▸ Required action:
Where in the entries below does "insert" appear? Copy every line that has it.

Start of Data extracts

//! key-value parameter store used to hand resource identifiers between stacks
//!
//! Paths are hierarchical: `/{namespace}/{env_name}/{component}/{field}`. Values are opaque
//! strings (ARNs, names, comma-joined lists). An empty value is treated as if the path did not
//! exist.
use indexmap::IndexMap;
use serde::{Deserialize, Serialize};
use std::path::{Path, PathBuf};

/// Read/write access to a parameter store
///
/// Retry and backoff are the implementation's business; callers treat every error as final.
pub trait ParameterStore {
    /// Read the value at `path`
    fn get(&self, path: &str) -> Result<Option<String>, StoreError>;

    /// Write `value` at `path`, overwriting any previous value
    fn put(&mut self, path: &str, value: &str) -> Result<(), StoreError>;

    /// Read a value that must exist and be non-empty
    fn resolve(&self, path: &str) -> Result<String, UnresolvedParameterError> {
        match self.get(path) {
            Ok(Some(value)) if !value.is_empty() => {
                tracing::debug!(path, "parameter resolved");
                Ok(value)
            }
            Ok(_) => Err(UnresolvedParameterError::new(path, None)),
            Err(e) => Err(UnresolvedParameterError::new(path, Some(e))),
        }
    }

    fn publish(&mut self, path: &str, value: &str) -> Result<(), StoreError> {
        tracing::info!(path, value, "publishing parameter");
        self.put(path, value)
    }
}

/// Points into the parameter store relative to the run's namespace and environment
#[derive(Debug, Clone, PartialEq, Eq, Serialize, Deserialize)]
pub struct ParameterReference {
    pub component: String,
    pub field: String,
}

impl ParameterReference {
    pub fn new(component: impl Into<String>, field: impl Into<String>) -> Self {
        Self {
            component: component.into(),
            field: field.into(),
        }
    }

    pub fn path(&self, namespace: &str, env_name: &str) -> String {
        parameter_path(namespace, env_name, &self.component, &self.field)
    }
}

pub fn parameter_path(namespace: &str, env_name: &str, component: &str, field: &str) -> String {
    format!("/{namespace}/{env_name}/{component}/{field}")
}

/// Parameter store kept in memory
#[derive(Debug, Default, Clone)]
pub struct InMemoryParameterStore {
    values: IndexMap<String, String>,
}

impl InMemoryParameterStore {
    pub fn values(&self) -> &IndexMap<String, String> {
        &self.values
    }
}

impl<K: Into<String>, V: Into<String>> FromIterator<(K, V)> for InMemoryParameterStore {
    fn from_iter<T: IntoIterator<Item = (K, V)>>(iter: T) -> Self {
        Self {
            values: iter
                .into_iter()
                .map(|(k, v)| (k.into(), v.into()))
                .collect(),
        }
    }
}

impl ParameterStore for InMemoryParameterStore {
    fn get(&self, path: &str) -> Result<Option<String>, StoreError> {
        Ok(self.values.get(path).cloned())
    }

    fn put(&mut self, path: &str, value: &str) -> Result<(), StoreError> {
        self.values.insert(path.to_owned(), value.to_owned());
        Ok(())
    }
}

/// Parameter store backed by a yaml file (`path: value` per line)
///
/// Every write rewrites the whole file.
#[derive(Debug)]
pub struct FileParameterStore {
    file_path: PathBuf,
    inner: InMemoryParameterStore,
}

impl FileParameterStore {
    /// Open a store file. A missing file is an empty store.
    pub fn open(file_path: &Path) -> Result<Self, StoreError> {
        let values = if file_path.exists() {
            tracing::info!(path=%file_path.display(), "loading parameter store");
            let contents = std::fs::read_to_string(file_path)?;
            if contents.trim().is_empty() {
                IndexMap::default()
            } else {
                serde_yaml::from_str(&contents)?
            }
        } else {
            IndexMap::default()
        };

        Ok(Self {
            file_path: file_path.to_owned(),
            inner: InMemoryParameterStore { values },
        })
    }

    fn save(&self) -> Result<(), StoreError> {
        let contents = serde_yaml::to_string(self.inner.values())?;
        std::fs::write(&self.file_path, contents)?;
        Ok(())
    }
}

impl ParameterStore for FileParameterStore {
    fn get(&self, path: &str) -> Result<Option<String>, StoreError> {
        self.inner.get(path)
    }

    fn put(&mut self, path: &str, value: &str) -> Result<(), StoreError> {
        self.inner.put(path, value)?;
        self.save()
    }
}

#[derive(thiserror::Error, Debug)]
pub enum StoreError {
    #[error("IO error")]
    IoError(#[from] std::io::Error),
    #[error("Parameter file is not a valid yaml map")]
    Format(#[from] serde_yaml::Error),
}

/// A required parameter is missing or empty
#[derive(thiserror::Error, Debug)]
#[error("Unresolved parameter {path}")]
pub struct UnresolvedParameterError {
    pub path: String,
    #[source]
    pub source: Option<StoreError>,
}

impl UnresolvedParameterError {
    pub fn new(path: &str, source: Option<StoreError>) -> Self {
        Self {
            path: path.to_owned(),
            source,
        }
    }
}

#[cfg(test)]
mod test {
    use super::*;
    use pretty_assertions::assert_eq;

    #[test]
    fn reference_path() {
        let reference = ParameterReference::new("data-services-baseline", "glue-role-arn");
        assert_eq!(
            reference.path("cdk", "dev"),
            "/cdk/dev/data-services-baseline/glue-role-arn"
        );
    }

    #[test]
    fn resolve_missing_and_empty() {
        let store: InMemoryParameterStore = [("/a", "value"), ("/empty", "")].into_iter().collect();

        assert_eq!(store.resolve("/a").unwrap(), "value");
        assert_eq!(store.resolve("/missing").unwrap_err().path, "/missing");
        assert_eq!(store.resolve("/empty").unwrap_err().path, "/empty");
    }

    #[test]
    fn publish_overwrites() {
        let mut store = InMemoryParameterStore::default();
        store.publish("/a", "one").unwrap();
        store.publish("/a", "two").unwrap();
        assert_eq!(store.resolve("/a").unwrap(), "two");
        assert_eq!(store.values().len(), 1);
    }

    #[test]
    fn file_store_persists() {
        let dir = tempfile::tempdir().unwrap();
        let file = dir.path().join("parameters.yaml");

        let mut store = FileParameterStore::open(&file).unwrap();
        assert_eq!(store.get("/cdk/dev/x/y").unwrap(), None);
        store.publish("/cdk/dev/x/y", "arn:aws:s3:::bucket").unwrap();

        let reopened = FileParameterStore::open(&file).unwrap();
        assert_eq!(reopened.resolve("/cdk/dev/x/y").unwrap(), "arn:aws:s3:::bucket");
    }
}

End of Data extracts
Start of Data extracts

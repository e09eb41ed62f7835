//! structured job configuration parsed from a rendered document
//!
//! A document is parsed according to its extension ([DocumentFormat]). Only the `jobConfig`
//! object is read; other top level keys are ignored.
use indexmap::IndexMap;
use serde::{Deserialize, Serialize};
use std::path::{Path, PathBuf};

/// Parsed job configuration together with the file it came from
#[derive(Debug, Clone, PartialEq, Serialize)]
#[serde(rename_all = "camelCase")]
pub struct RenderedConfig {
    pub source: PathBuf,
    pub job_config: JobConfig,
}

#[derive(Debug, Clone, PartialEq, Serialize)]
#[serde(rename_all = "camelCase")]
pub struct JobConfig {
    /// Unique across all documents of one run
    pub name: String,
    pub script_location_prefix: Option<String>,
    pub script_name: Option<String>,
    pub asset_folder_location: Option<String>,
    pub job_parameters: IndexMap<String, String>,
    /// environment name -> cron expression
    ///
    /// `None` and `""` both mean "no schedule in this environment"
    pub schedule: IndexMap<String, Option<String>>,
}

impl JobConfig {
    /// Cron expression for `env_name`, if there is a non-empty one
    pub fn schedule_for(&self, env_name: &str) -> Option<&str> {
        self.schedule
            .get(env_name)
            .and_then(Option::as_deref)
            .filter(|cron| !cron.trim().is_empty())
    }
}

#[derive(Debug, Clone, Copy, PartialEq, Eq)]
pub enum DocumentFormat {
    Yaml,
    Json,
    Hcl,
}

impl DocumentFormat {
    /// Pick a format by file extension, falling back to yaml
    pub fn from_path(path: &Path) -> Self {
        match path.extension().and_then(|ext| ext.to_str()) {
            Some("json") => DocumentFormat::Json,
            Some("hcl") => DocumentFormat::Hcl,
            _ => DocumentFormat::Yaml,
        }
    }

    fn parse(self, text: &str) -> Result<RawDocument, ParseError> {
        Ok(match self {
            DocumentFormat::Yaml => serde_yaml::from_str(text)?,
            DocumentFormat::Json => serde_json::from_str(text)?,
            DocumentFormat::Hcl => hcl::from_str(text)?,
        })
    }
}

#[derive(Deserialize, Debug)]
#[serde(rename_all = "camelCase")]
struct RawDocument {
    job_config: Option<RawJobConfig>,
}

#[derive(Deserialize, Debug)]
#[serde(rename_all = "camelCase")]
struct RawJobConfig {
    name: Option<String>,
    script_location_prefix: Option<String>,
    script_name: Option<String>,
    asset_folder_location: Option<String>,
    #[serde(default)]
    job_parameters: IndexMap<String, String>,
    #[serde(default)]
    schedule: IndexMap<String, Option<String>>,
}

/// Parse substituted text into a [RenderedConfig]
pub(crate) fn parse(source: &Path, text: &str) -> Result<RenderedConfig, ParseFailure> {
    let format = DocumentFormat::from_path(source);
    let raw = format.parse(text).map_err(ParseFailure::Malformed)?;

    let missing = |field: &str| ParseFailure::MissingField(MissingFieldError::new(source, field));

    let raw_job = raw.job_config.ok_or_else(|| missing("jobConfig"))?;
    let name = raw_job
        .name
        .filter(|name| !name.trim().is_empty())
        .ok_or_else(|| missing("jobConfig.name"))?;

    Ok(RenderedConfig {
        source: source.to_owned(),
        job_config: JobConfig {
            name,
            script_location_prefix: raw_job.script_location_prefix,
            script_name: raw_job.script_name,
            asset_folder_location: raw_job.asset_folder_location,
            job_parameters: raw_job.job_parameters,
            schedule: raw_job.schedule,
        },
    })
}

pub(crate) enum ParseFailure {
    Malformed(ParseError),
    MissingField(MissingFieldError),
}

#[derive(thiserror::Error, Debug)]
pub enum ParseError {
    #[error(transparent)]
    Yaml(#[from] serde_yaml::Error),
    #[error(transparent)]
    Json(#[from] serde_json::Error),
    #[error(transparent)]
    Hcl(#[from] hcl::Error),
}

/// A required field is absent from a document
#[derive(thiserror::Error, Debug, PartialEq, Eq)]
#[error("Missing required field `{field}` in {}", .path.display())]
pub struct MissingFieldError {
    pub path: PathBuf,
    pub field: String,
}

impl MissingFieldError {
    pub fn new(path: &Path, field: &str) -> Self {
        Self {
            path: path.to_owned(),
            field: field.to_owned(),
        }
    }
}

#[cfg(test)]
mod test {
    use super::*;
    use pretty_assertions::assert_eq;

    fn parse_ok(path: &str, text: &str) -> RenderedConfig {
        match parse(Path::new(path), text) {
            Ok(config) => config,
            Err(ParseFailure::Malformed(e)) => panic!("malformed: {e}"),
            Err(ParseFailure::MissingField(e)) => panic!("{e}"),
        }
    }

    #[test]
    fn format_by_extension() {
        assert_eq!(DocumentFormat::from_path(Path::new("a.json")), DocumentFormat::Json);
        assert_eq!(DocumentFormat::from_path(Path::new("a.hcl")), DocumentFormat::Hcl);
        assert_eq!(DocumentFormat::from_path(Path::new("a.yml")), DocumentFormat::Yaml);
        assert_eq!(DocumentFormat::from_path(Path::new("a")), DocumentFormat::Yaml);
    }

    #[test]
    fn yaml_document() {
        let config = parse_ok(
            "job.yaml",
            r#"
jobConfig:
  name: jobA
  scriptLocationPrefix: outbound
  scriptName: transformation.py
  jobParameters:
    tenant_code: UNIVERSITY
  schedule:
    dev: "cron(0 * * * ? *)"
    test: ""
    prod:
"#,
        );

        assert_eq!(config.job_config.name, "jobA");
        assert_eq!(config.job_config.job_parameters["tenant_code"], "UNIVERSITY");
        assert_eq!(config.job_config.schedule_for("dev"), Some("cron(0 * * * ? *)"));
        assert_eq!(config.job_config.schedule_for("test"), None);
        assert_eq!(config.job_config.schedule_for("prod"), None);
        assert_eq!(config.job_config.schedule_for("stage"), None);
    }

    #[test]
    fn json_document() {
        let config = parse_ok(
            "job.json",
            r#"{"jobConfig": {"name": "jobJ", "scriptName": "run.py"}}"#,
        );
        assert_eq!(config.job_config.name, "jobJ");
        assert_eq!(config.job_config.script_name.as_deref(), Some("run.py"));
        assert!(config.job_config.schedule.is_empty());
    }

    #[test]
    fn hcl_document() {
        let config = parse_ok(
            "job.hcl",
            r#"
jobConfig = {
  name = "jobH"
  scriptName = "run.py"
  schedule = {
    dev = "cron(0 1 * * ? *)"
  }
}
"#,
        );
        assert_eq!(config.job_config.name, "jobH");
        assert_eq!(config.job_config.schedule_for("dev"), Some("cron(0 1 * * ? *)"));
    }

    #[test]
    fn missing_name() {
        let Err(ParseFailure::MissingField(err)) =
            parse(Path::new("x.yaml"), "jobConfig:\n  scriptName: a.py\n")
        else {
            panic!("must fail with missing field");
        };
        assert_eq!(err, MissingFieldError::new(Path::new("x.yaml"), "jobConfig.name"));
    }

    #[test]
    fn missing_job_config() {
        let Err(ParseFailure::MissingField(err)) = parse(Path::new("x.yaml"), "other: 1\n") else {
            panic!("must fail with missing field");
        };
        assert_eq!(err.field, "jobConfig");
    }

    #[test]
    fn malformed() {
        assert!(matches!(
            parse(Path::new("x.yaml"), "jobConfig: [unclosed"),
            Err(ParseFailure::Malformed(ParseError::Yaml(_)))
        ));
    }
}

End of Data extracts
Start of Data extracts

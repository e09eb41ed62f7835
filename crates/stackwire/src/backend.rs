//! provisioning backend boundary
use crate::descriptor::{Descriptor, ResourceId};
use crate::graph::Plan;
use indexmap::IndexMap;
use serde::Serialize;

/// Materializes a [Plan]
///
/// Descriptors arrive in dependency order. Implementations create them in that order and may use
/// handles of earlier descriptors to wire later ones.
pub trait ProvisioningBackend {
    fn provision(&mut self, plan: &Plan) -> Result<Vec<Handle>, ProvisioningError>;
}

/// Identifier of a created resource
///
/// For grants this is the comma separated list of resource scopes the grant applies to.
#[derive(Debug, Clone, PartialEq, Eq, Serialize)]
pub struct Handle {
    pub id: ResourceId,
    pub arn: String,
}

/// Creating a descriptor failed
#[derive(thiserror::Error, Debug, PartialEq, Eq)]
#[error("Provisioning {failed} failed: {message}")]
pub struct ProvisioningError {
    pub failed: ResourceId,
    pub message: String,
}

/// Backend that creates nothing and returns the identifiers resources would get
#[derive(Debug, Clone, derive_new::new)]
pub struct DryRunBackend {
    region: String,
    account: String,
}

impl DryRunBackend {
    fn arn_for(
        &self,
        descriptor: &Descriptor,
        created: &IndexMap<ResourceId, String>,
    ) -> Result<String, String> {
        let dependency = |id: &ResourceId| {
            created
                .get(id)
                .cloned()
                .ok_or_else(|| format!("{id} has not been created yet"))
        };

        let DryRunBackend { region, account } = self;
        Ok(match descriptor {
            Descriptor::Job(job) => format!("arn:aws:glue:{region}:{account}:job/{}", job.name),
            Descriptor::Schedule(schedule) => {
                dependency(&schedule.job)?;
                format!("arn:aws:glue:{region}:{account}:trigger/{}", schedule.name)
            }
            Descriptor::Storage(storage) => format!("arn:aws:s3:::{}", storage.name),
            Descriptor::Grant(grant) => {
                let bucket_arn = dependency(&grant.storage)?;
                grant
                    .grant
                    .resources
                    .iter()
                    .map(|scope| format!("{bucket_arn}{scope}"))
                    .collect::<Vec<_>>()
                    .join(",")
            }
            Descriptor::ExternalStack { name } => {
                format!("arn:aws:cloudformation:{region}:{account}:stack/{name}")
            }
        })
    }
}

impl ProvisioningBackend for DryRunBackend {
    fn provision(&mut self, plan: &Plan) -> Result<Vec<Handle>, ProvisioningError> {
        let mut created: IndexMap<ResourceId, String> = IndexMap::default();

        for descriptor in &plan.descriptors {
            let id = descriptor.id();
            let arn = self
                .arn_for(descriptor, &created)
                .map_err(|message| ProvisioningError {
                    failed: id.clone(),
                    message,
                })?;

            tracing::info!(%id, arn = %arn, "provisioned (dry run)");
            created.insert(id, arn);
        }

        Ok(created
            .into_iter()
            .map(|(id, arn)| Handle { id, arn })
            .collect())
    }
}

End of Data extracts

▸ Exercise output:
        self.values.insert(path.to_owned(), value.to_owned());
            created.insert(id, arn);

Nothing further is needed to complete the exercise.